Before you begin
Make sure you have already completed Data Corruption Troubleshooting and have a cluster of 3 nodes running.
Step 1. Simulate the problem
-
In a new terminal, issue a "query of death" against node 3. The query will crash the node, the connection will then fail, and you'll see an error message printed to
stderr
:$ ./cockroach sql \ --insecure \ --host=localhost:26259 \ --execute="SELECT crdb_internal.force_panic('foo');"
Error: driver: bad connection Failed running "sql"
Step 2. Troubleshoot the problem
In the terminal where node 3 was running, check the stdout
for details:
{{site.data.alerts.callout_info}} You can also look in the node's full logs at node3/logs
. {{site.data.alerts.end}}
E180209 14:47:54.819282 2149 sql/session.go:1370 [client=127.0.0.1:53558,user=root,n1] a SQL panic has occurred!
*
* ERROR: [client=127.0.0.1:53558,user=root,n1] a SQL panic has occurred!
*
E180209 14:47:54.819378 2149 util/log/crash_reporting.go:113 [n1] a panic has occurred!
*
* ERROR: [n1] a panic has occurred!
*
panic while executing "select crdb_internal.force_panic('foo');": foo
goroutine 2149 [running]:
runtime/debug.Stack(0x8246800, 0xc42038e540, 0x3)

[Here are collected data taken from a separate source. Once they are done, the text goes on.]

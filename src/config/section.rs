use std::collections::BTreeMap;

use serde::de::DeserializeOwned;

use super::coerce::{self, FromValue};
use super::de::SectionDeserializer;
use super::ConfigError;

/// Canonical form used for every key and section name on insert and lookup.
pub(crate) fn canonicalize(name: &str) -> String {
    name.to_lowercase()
}

/// A group of key/value entries.
///
/// Keys are case-insensitive and each one maps to an ordered sequence of raw
/// values; a plain key holds a single-element sequence.
#[derive(Debug, Clone, Default, PartialEq, Eq)]
pub struct Section {
    name: String,
    entries: BTreeMap<String, Vec<String>>,
}

impl Section {
    pub(crate) fn new(name: impl Into<String>) -> Self {
        Self {
            name: name.into(),
            entries: BTreeMap::new(),
        }
    }

    /// The section name as first written in the source. Empty for the default section.
    pub fn name(&self) -> &str {
        &self.name
    }

    /// Replaces the whole sequence stored under `key`.
    pub(crate) fn assign(&mut self, key: &str, value: String) {
        self.entries.insert(canonicalize(key), vec![value]);
    }

    /// Appends one element to the sequence stored under `key`.
    pub(crate) fn append(&mut self, key: &str, value: String) {
        self.entries.entry(canonicalize(key)).or_default().push(value);
    }

    /// Raw values stored under `key`, matched case-insensitively.
    pub fn get(&self, key: &str) -> Option<&[String]> {
        if key.is_empty() {
            return None;
        }
        self.entries.get(&canonicalize(key)).map(Vec::as_slice)
    }

    pub fn contains_key(&self, key: &str) -> bool {
        self.get(key).is_some()
    }

    /// Canonical (lower-case) key names in sorted order.
    pub fn keys(&self) -> Vec<&str> {
        self.entries.keys().map(String::as_str).collect()
    }

    pub(crate) fn entries(&self) -> impl Iterator<Item = (&str, &[String])> {
        self.entries
            .iter()
            .map(|(key, values)| (key.as_str(), values.as_slice()))
    }

    pub fn len(&self) -> usize {
        self.entries.len()
    }

    pub fn is_empty(&self) -> bool {
        self.entries.is_empty()
    }

    /// Reads `key` as a single value of type `T`.
    pub fn value<T: FromValue>(&self, key: &str) -> Option<T> {
        coerce::scalar(self.get(key))
    }

    /// Reads every element stored under `key` as `T`, or nothing if any element fails.
    pub fn values<T: FromValue>(&self, key: &str) -> Option<Vec<T>> {
        coerce::sequence(self.get(key))
    }

    pub fn string<'a>(&'a self, key: &str, default: &'a str) -> &'a str {
        match self.get(key) {
            Some([value]) if !value.is_empty() => value.as_str(),
            _ => default,
        }
    }

    pub fn integer(&self, key: &str, default: i64) -> i64 {
        self.value(key).unwrap_or(default)
    }

    pub fn float(&self, key: &str, default: f64) -> f64 {
        self.value(key).unwrap_or(default)
    }

    pub fn boolean(&self, key: &str, default: bool) -> bool {
        self.value(key).unwrap_or(default)
    }

    pub fn strings(&self, key: &str) -> Option<&[String]> {
        self.get(key).filter(|values| !values.is_empty())
    }

    pub fn integers(&self, key: &str) -> Option<Vec<i64>> {
        self.values(key)
    }

    pub fn floats(&self, key: &str) -> Option<Vec<f64>> {
        self.values(key)
    }

    /// Deserializes this section into `T`, treating it as a map of canonical keys.
    ///
    /// Unlike the typed getters this is strict: a value that fails to parse as
    /// the requested field type is an error rather than a silent default.
    pub fn deserialize<T: DeserializeOwned>(&self) -> Result<T, ConfigError> {
        T::deserialize(SectionDeserializer::new(self)).map_err(|source| {
            ConfigError::Deserialize {
                section: self.name.clone(),
                source,
            }
        })
    }
}

#[cfg(test)]
mod tests {
    use super::*;

    #[test]
    fn test_keys_are_case_insensitive() {
        let mut section = Section::new("server");
        section.assign("HoSt", "localhost".into());

        assert_eq!(section.get("host"), Some(&["localhost".to_string()][..]));
        assert_eq!(section.get("HOST"), Some(&["localhost".to_string()][..]));
        assert_eq!(section.keys(), vec!["host"]);
    }

    #[test]
    fn test_assign_overwrites_appended_values() {
        let mut section = Section::new("");
        section.append("key", "one".into());
        section.append("KEY", "two".into());
        assert_eq!(section.strings("key").map(<[String]>::len), Some(2));

        section.assign("key", "three".into());
        assert_eq!(section.strings("key"), Some(&["three".to_string()][..]));
        assert_eq!(section.len(), 1);
    }

    #[test]
    fn test_empty_key_is_never_found() {
        let mut section = Section::new("");
        section.assign("first", "alpha".into());

        assert_eq!(section.get(""), None);
        assert_eq!(section.string("", "test"), "test");
        assert_eq!(section.integer("", 32), 32);
    }

    #[test]
    fn test_scalar_getters_reject_arrays() {
        let mut section = Section::new("section");
        section.append("key", "one".into());
        section.append("key", "two".into());

        assert_eq!(section.string("key", "default"), "default");
    }
}
use std::io;

use thiserror::Error;

use super::de::DeserializeError;

#[derive(Debug, Error)]
#[non_exhaustive]
pub enum ConfigError {
    #[error("malformed section header on line {line}: {text:?}")]
    MalformedSectionHeader { line: usize, text: String },

    #[error("expected `key = value` on line {line}: {text:?}")]
    MalformedAssignment { line: usize, text: String },

    #[error(transparent)]
    Io(#[from] io::Error),

    #[error("failed to deserialize section '{section}': {source}")]
    Deserialize {
        section: String,
        source: DeserializeError,
    },
}

impl ConfigError {
    /// Returns `true` if the error came from opening a file that does not exist.
    pub fn is_not_found(&self) -> bool {
        self.io_error()
            .is_some_and(|e| e.kind() == io::ErrorKind::NotFound)
    }

    /// The underlying I/O error, if the load failed while reading.
    pub fn io_error(&self) -> Option<&io::Error> {
        match self {
            Self::Io(e) => Some(e),
            _ => None,
        }
    }

    /// The 1-based source line of a structural error.
    pub fn line(&self) -> Option<usize> {
        match self {
            Self::MalformedSectionHeader { line, .. } | Self::MalformedAssignment { line, .. } => {
                Some(*line)
            }
            _ => None,
        }
    }
}
//! Populating caller-owned records from a section.
//!
//! A record lists its bindable fields once through [`SectionData`], usually via
//! the [`section_data!`](crate::section_data) macro. Each field decides how to
//! take its value through [`Field`]; a missing key or a value that fails to
//! coerce leaves the field at whatever the caller put there.

use super::coerce::{self, FromValue};
use super::section::{canonicalize, Section};

/// A record field that can be assigned from stored raw values.
pub trait Field {
    /// Assigns from the values stored under this field's key. `None` when the key is absent.
    fn assign(&mut self, values: Option<&[String]>);
}

macro_rules! scalar_field {
    ($($ty:ty),* $(,)?) => {$(
        impl Field for $ty {
            fn assign(&mut self, values: Option<&[String]>) {
                if let Some(value) = coerce::scalar(values) {
                    *self = value;
                }
            }
        }

        impl Field for Option<$ty> {
            fn assign(&mut self, values: Option<&[String]>) {
                if let Some(value) = coerce::scalar(values) {
                    *self = Some(value);
                }
            }
        }
    )*};
}

scalar_field!(
    String, bool, char, i8, i16, i32, i64, i128, isize, u8, u16, u32, u64, u128, usize, f32, f64,
);

impl<T: FromValue> Field for Vec<T> {
    fn assign(&mut self, values: Option<&[String]>) {
        if let Some(values) = coerce::sequence(values) {
            *self = values;
        }
    }
}

impl<T: FromValue> Field for Option<Vec<T>> {
    fn assign(&mut self, values: Option<&[String]>) {
        if let Some(values) = coerce::sequence(values) {
            *self = Some(values);
        }
    }
}

/// A record whose fields can be filled from a section.
///
/// Only the fields returned by [`fields`](Self::fields) are ever touched.
pub trait SectionData {
    /// The bindable fields as `(name, target)` pairs. Names match keys case-insensitively.
    fn fields(&mut self) -> Vec<(&'static str, &mut dyn Field)>;
}

/// Implements [`SectionData`] for a struct from a list of its field names.
///
/// ```
/// use mini_ini::{section_data, Document};
///
/// #[derive(Default)]
/// struct Server {
///     host: String,
///     port: u16,
///     tags: Option<Vec<String>>,
/// }
///
/// section_data!(Server { host, port, tags });
///
/// let document: Document = "[server]\nhost = example.com\nport = 8080".parse()?;
/// let mut server = Server::default();
///
/// assert!(document.data_from_section("server", &mut server));
/// assert_eq!(server.host, "example.com");
/// assert_eq!(server.port, 8080);
/// assert_eq!(server.tags, None);
/// # Ok::<(), mini_ini::ConfigError>(())
/// ```
#[macro_export]
macro_rules! section_data {
    ($ty:ty { $($field:ident),* $(,)? }) => {
        impl $crate::SectionData for $ty {
            fn fields(&mut self) -> ::std::vec::Vec<(&'static str, &mut dyn $crate::Field)> {
                ::std::vec![
                    $((::std::stringify!($field), &mut self.$field as &mut dyn $crate::Field)),*
                ]
            }
        }
    };
}

pub(crate) fn populate<T: SectionData + ?Sized>(section: &Section, target: &mut T) {
    for (name, field) in target.fields() {
        let key = canonicalize(name.trim_start_matches("r#"));
        field.assign(section.get(&key));
    }
}

#[cfg(test)]
mod tests {
    use super::*;

    #[derive(Debug, Default)]
    struct Record {
        first: String,
        count: i64,
        ratio: f64,
        flag: bool,
        maybe: Option<u32>,
        list: Vec<String>,
        numbers: Option<Vec<i64>>,
        hidden: String,
    }

    crate::section_data!(Record {
        first,
        count,
        ratio,
        flag,
        maybe,
        list,
        numbers,
    });

    fn section(lines: &[(&str, &str)]) -> Section {
        let mut section = Section::new("record");
        for (key, value) in lines {
            match key.strip_suffix("[]") {
                Some(key) => section.append(key, value.to_string()),
                None => section.assign(key, value.to_string()),
            }
        }
        section
    }

    #[test]
    fn test_populates_listed_fields() {
        let section = section(&[
            ("FIRST", "alpha"),
            ("count", "-32"),
            ("ratio", "0.25"),
            ("flag", "true"),
            ("maybe", "7"),
            ("list[]", "a"),
            ("list[]", "b"),
            ("numbers[]", "1"),
            ("numbers[]", "2"),
            ("hidden", "secret"),
        ]);
        let mut record = Record::default();

        populate(&section, &mut record);

        assert_eq!(record.first, "alpha");
        assert_eq!(record.count, -32);
        assert_eq!(record.ratio, 0.25);
        assert!(record.flag);
        assert_eq!(record.maybe, Some(7));
        assert_eq!(record.list, vec!["a", "b"]);
        assert_eq!(record.numbers, Some(vec![1, 2]));
        assert_eq!(record.hidden, "");
    }

    #[test]
    fn test_keeps_prior_values_on_failure() {
        let section = section(&[("count", "many"), ("numbers[]", "1"), ("numbers[]", "x")]);
        let mut record = Record {
            first: "hello world".into(),
            count: 33,
            ..Record::default()
        };

        populate(&section, &mut record);

        assert_eq!(record.first, "hello world");
        assert_eq!(record.count, 33);
        assert_eq!(record.maybe, None);
        assert_eq!(record.numbers, None);
        assert!(record.list.is_empty());
    }

    struct Keyword {
        r#type: String,
    }

    crate::section_data!(Keyword { r#type });

    #[test]
    fn test_raw_identifiers() {
        let section = section(&[("Type", "tcp")]);
        let mut keyword = Keyword {
            r#type: String::new(),
        };

        populate(&section, &mut keyword);

        assert_eq!(keyword.r#type, "tcp");
    }
}
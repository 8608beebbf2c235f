use crate::dom::tree::{DocumentTree, NodeId};
use crate::driver::Identification;
use crate::fragment::FragmentId;
use indexmap::IndexMap;
use std::sync::OnceLock;

const INTERACTIVE_TAGS: [&str; 6] = ["button", "a", "input", "select", "textarea", "label"];
const CLICKABLE_ROLES: [&str; 4] = ["button", "link", "tab", "menuitem"];

/// An interactive element the crawler may fire events on
#[derive(Debug, Clone)]
pub struct CandidateElement {
    /// Node in the owning state's document
    pub node: NodeId,

    /// How to find the element again in the browser
    pub identification: Identification,

    pub tag_name: String,

    /// Element's text content (truncated for display)
    pub text: Option<String>,

    closest_fragment: OnceLock<FragmentId>,
    closest_dom_fragment: OnceLock<FragmentId>,
}

impl CandidateElement {
    /// Create a candidate for `node`, identified by its positional XPath
    pub fn new(tree: &DocumentTree, node: NodeId) -> Self {
        let text = tree.text_content(node);
        let text = text.trim();
        let text = if text.is_empty() {
            None
        } else if text.chars().count() > 50 {
            Some(format!("{}...", text.chars().take(47).collect::<String>()))
        } else {
            Some(text.to_string())
        };

        Self {
            node,
            identification: Identification::xpath(tree.xpath(node)),
            tag_name: tree.node(node).tag_name.clone(),
            text,
            closest_fragment: OnceLock::new(),
            closest_dom_fragment: OnceLock::new(),
        }
    }

    /// Cached closest fragment in the visual hierarchy, if already computed
    pub fn cached_closest_fragment(&self) -> Option<FragmentId> {
        self.closest_fragment.get().copied()
    }

    /// Cached closest fragment in the DOM hierarchy, if already computed
    pub fn cached_closest_dom_fragment(&self) -> Option<FragmentId> {
        self.closest_dom_fragment.get().copied()
    }

    /// Record the closest fragment. Recording the same answer twice is harmless;
    /// the first recorded value wins.
    pub(crate) fn cache_closest_fragment(&self, fragment: FragmentId) -> FragmentId {
        *self.closest_fragment.get_or_init(|| fragment)
    }

    pub(crate) fn cache_closest_dom_fragment(&self, fragment: FragmentId) -> FragmentId {
        *self.closest_dom_fragment.get_or_init(|| fragment)
    }
}

/// Whether a node looks interactive (clickable, input, etc.)
pub fn is_interactive(tree: &DocumentTree, node: NodeId) -> bool {
    let node = tree.node(node);
    if node.is_text() {
        return false;
    }

    let tag_is_interactive = INTERACTIVE_TAGS.iter().any(|tag| node.tag_name.eq_ignore_ascii_case(tag));
    let has_event_handler = node.attributes.keys().any(|k| k.starts_with("on"));
    let has_clickable_role = node
        .get_attribute("role")
        .is_some_and(|r| CLICKABLE_ROLES.contains(&r.as_str()));

    tag_is_interactive || has_event_handler || has_clickable_role
}

/// Candidate elements of one state, indexed in discovery order.
/// Uses IndexMap to preserve insertion order
#[derive(Debug, Clone, Default)]
pub struct CandidateSet {
    map: IndexMap<usize, CandidateElement>,

    /// Next available index
    next_index: usize,
}

impl CandidateSet {
    pub fn new() -> Self {
        Self {
            map: IndexMap::new(),
            next_index: 0,
        }
    }

    /// Collect every displayed interactive element of the document
    pub fn discover(tree: &DocumentTree) -> Self {
        let mut set = Self::new();
        for node in tree.descendants(tree.root()) {
            if tree.is_displayed(node) && is_interactive(tree, node) {
                set.register(CandidateElement::new(tree, node));
            }
        }
        set
    }

    /// Register a new element and return its assigned index
    pub fn register(&mut self, candidate: CandidateElement) -> usize {
        let index = self.next_index;
        self.map.insert(index, candidate);
        self.next_index += 1;
        index
    }

    pub fn get(&self, index: usize) -> Option<&CandidateElement> {
        self.map.get(&index)
    }

    pub fn len(&self) -> usize {
        self.map.len()
    }

    pub fn is_empty(&self) -> bool {
        self.map.is_empty()
    }

    /// Iterate over all (index, candidate) pairs
    pub fn iter(&self) -> impl Iterator<Item = (usize, &CandidateElement)> {
        self.map.iter().map(|(i, c)| (*i, c))
    }

    pub fn indices(&self) -> impl Iterator<Item = usize> + '_ {
        self.map.keys().copied()
    }

    /// Find index by document node
    pub fn find_by_node(&self, node: NodeId) -> Option<usize> {
        self.map.iter().find(|(_, c)| c.node == node).map(|(idx, _)| *idx)
    }
}
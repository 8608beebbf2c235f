use crate::fragment::FragmentId;
use crate::state::{StatePayload, StateVertex};
use log::{debug, error, info, warn};

impl StateVertex {
    /// Flag the fragments of this state whose content differs from a
    /// near-duplicate `reference` as dynamic.
    ///
    /// Every node that differs is marked dynamic on this state's document, so
    /// later hidden checks skip it. Returns the fragments flagged by this call,
    /// in discovery order. Both states must be hybrid; anything else yields an
    /// empty list.
    pub fn assign_dynamic_fragments(&self, reference: &StateVertex) -> Vec<FragmentId> {
        let (StatePayload::Hybrid(current), StatePayload::Hybrid(near_duplicate)) = (&self.payload, &reference.payload)
        else {
            warn!(
                "Dynamic fragments need two hybrid states, got {} and {}",
                self.payload.kind(),
                reference.payload.kind()
            );
            return Vec::new();
        };

        let comparison = match current.structure().compare(near_duplicate.structure()) {
            Ok(comparison) => comparison,
            Err(e) => {
                error!("Could not diff {} against {}: {}", self, reference, e);
                return Vec::new();
            }
        };
        let diff_nodes = comparison.diff_nodes_first();
        debug!("{} nodes of {} differ from {}", diff_nodes.len(), self, reference);

        let tree = current.tree();
        let mut dynamic = Vec::new();
        for node in diff_nodes {
            if tree.get(node).is_none() {
                error!("Diff node {} is not part of {}", node, self);
                continue;
            }
            tree.set_dynamic(node);

            let Some(fragments) = current.fragments() else {
                continue;
            };
            let Some(closest) = fragments.closest_fragment(tree, node) else {
                error!("Could not find closest fragment for {}", tree.skeleton_xpath(node));
                continue;
            };
            if !dynamic.contains(&closest) {
                fragments.set_dynamic(closest);
                dynamic.push(closest);
            }
        }

        if !dynamic.is_empty() {
            info!("Marked {} fragments of {} dynamic", dynamic.len(), self);
        }
        dynamic
    }
}

#[cfg(test)]
mod tests {
    use crate::config::{ComparisonConfig, HybridPolicy};
    use crate::dom::{BoundingBox, DocumentTree, ElementNode, NodeId};
    use crate::fragment::{FragmentBuilder, FragmentId, MinSizePolicy, Rectangle};
    use crate::state::{HybridPayload, StatePayload, StateVertex, TreeEditPayload};

    fn page(headline: &str) -> DocumentTree {
        DocumentTree::from_element(
            &ElementNode::new("body").with_child(
                ElementNode::new("main")
                    .with_child(
                        ElementNode::new("section")
                            .with_child(ElementNode::new("p").with_text(headline))
                            .with_child(ElementNode::new("p").with_text("Weather")),
                    )
                    .with_child(ElementNode::new("section").with_child(ElementNode::new("p").with_text("About us"))),
            ),
        )
    }

    fn at(tree: &DocumentTree, xpath: &str) -> NodeId {
        tree.resolve_xpath(xpath).unwrap()
    }

    fn hybrid_state(id: usize, headline: &str, config: ComparisonConfig) -> StateVertex {
        let tree = page(headline);
        let p1 = at(&tree, "/body[1]/main[1]/section[1]/p[1]");
        let p2 = at(&tree, "/body[1]/main[1]/section[1]/p[2]");
        let p3 = at(&tree, "/body[1]/main[1]/section[2]/p[1]");
        let rectangles = vec![
            Rectangle::new(0, None, BoundingBox::new(0.0, 0.0, 1000.0, 1000.0)).with_blocks(vec![p1, p2, p3]),
            Rectangle::new(1, Some(0), BoundingBox::new(0.0, 0.0, 1000.0, 400.0)).with_blocks(vec![p1, p2]),
            Rectangle::new(2, Some(0), BoundingBox::new(0.0, 500.0, 1000.0, 400.0)).with_blocks(vec![p3]),
        ];
        let policy = MinSizePolicy::default();
        let fragments = FragmentBuilder::new(&tree, &policy).with_state_id(id).build(&rectangles);

        let payload = HybridPayload::new(tree, config).with_fragments(fragments);
        StateVertex::new(id, format!("state{id}"), StatePayload::Hybrid(payload))
    }

    #[test]
    fn test_identical_reference_marks_nothing() {
        let state = hybrid_state(1, "Breaking news", ComparisonConfig::default());
        let reference = hybrid_state(2, "Breaking news", ComparisonConfig::default());

        assert!(state.assign_dynamic_fragments(&reference).is_empty());
        assert_eq!(state.fragments().unwrap().dynamic_fragments().count(), 0);
    }

    #[test]
    fn test_changed_headline_marks_its_fragment() {
        let state = hybrid_state(1, "Breaking news", ComparisonConfig::default());
        let reference = hybrid_state(2, "Other news", ComparisonConfig::default());

        let dynamic = state.assign_dynamic_fragments(&reference);

        assert_eq!(dynamic, vec![FragmentId(1)]);
        let fragments = state.fragments().unwrap();
        assert!(fragments.get(FragmentId(1)).unwrap().is_dynamic());
        assert!(!fragments.get(FragmentId(2)).unwrap().is_dynamic());

        let tree = state.document().unwrap();
        let headline = tree.children(at(tree, "/body[1]/main[1]/section[1]/p[1]"))[0];
        assert!(tree.node(headline).is_dynamic());
        assert!(!tree.is_displayed(headline));
    }

    #[test]
    fn test_dynamic_fragments_are_masked() {
        let config = ComparisonConfig::new().hybrid_policy(HybridPolicy::MaskDynamic);
        let state = hybrid_state(1, "Breaking news", config);
        let reference = hybrid_state(2, "Other news", config);

        assert!(!state.equals(&reference));
        state.assign_dynamic_fragments(&reference);
        assert!(state.equals(&reference));
        assert!(reference.equals(&state));
    }

    #[test]
    fn test_requires_hybrid_states() {
        let state = hybrid_state(1, "Breaking news", ComparisonConfig::default());
        let plain = StateVertex::new(
            2,
            "plain",
            StatePayload::TreeEdit(TreeEditPayload::new(page("Other news"), ComparisonConfig::default())),
        );

        assert!(state.assign_dynamic_fragments(&plain).is_empty());
        assert!(plain.assign_dynamic_fragments(&state).is_empty());
    }
}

/usr/local/go/src/runtime/debug/stack.go:24 +0x79
github.com/cockroachdb/cockroach/pkg/util/log.ReportPanic(0x8246800, 0xc42038e540, 0xc4201d2000, 0x56f2fe0, 0xc4203632a0, 0x1)
...
The cause of the panic is clearly identified before the stack trace:
panic while executing "select crdb_internal.force_panic('foo');": foo
Step 3. Resolve the problem
With the cause identified, you should:
-
Update your application to stop issuing the "query of death".
-
Restart the down node.
- File an issue with Cockroach Labs. We'll cover the ideal way to do this in an upcoming module.
Step 4. Clean up
In the next lab, you'll start a new cluster from scratch, so take a moment to clean things up.
-
Stop the other CockroachDB nodes:
$ pkill -9 cockroach
-
Remove the nodes' data directories:
$ rm -rf node1 node2 node3